Mohon tunggu...
lalu salappudin
lalu salappudin Mohon Tunggu... Guru - lahir di Mataram

descargar musica gratis online descargar musica gratis de youtube Menyukai musik slow

Selanjutnya

Tutup

Cerpen Pilihan

Smanti: Aku, Hijab, dan Allah

29 Januari 2015   14:43 Diperbarui: 17 Juni 2015   12:10 158
+
Laporkan Konten
Laporkan Akun
Kompasiana adalah platform blog. Konten ini menjadi tanggung jawab bloger dan tidak mewakili pandangan redaksi Kompas.
Lihat foto
Bagikan ide kreativitasmu dalam bentuk konten di Kompasiana | Sumber gambar: Freepik

Aku, Hijab dan Allah

(Tiara Safitri : Siswi SMAN 3 Mataram)

Jarum jam terus berdetik, seolah mengkuti detakan jangtung ku. Jarum jam menununjukan angka 11.45 wita jarum jam itu terasa berdetik semakin lama, tak sabar rasanya menunggu pergantian hari ni. Ya, hari ulang tahunku beberapa menit lagi usiaku akan genap 16 tahun. Ucapan dari orang-orang tersayang sudah membayangi otakku.
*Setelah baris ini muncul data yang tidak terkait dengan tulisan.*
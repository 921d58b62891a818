//! Architecture support.
//!
//! Everything the portable kernel needs from the CPU lives behind this
//! module: the saved-context type and switch routine, the IRQ mask gate,
//! TLB maintenance, and MMU control. The scheduler and memory manager
//! never look inside the per-architecture types.

#[cfg(target_arch = "aarch64")]
pub mod aarch64;
#[cfg(target_arch = "x86_64")]
pub mod x86_64;

#[cfg(target_arch = "aarch64")]
use self::aarch64 as imp;
#[cfg(target_arch = "x86_64")]
use self::x86_64 as imp;

pub use imp::context::{Context, TrapFrame};

/// Opaque saved interrupt-mask state (DAIF on ARM64, RFLAGS.IF on x86_64).
pub type IrqMask = u64;

/// Switch from `old` to `new`, saving the callee-saved register state of
/// the caller into `old` and resuming whatever `new` last saved. Returns
/// when something later switches back into `old`.
///
/// # Safety
/// Both pointers must reference valid, distinct contexts; `new` must have
/// been initialized by `Context::new_kernel`/`new_forked` or by a previous
/// switch, and its stack must be live.
#[inline]
pub unsafe fn context_switch(old: *mut Context, new: *const Context) {
    imp::context::switch(old, new)
}

#[cfg(not(test))]
pub use imp::irq::{irq_restore, irq_save, irqs_enabled};

#[cfg(not(test))]
#[inline]
pub fn cpu_relax() {
    imp::irq::cpu_relax()
}

#[cfg(not(test))]
#[inline]
pub fn send_event() {
    imp::irq::send_event()
}

#[cfg(not(test))]
#[inline]
pub fn flush_tlb_page(vaddr: u64) {
    imp::mmu::flush_tlb_page(vaddr)
}

#[cfg(not(test))]
#[inline]
pub fn flush_tlb_all() {
    imp::mmu::flush_tlb_all()
}

/// Install a new translation base (TTBR0_EL1 / CR3) and flush the TLB.
///
/// # Safety
/// `root` must point to a valid top-level page table whose kernel half
/// matches the currently executing code.
#[cfg(not(test))]
#[inline]
pub unsafe fn set_translation_base(root: u64) {
    imp::mmu::set_translation_base(root)
}

// Hosted test builds model the IRQ mask (per thread, standing in for
// per-CPU) and count TLB maintenance instead of executing privileged
// instructions.
#[cfg(test)]
mod hosted {
    use core::sync::atomic::{AtomicU64, Ordering};

    std::thread_local! {
        static IRQS_ON: core::cell::Cell<bool> = const { core::cell::Cell::new(true) };
    }
    pub static TLB_PAGE_FLUSHES: AtomicU64 = AtomicU64::new(0);
    pub static TLB_FULL_FLUSHES: AtomicU64 = AtomicU64::new(0);

    pub fn irq_save() -> u64 {
        IRQS_ON.with(|c| {
            let prev = c.get();
            c.set(false);
            prev as u64
        })
    }

    pub unsafe fn irq_restore(mask: u64) {
        IRQS_ON.with(|c| c.set(mask != 0));
    }

    pub fn irqs_enabled() -> bool {
        IRQS_ON.with(|c| c.get())
    }

    pub fn flush_tlb_page(_vaddr: u64) {
        TLB_PAGE_FLUSHES.fetch_add(1, Ordering::Relaxed);
    }

    pub fn flush_tlb_all() {
        TLB_FULL_FLUSHES.fetch_add(1, Ordering::Relaxed);
    }

    pub unsafe fn set_translation_base(_root: u64) {
        TLB_FULL_FLUSHES.fetch_add(1, Ordering::Relaxed);
    }
}

#[cfg(test)]
pub use hosted::*;

#[cfg(test)]
#[inline]
pub fn cpu_relax() {
    core::hint::spin_loop()
}

#[cfg(test)]
#[inline]
pub fn send_event() {}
Waktu yang aku tunggu-tunggupun tiba tepat pukul 12.00 wita, waktu di mana aku meninggalkan umur 15 tahun dan memulai umurku yang baru. Beberapa ucapan kuterima dari teman terdekatku melalu sms dan sosial media, senang rasanya. Tak lupa, ku panjatkan do’a dan ucapan syukur kepada Allah SWT.

Keesokan harinya, ibu memasuki kamarku dan memberiku sebuah bingkisan cantik dengan pita ungu yang begitu anggun tertempel di atasnya.

“Selamat ulangtahun anakku!” ucap ibu sambil memeluk, dan memeberi kecupan hangat di keningku. Perlahan aku membuka kado yang ibu berikan. Isinya sehelai jibab putih yang begitu anggun. Segera kukenakan jilbab cantik ini di kepalaku.

“Subahanallah, betapa cantik anak ibu. Pakailah jilbab di setiap harimu, Nak. Suatu saat ia akan berarti untukmu!” pinta ibu memandangku dengan senyum indahnya.

Seusai shalat Magrib, aku termenung di atas sajadahku. Merenungkan nasihat ibu tadi pagi. “apa aku memang harus komitmen mengenakan jilbab saat ini?” tanyaku dalam hati. Serasa resah dalam hati ini. Terbayang beberapa pro dan kontra dalam hati dan pikiranku.

Pagi saat aku akan berangkat sekolah ku ambil jibab pemberian ibu kemarin. Aku berdiri di depan cermin dan mengaitkan jilbab itu di kepala. Pikiranku sudah mantap untuk mengenakan jilbab di setiap hariku. “Bismillah” ucapku.

Sesampai aku di sekolah, aku bertemu sahabat-sahabatku. Tak kusangka saat aku menceritakan kepada mereka tekadku untuk berhijab, mereka mendukungku penuh. Aku sangat bersyukur memiliki sahabat seperti mereka.

Bel pelajaran pertama dimulai. Aku segera memasuki kelas bersama sahabat-sahabatku. Hari ini pelajaran peratama adalah Biologi, salah satu pelajaran yang aku gemari. Salah satu alasan aku menyukai pelajaran ini karena ibu bercita-cita aku menjadi dokter.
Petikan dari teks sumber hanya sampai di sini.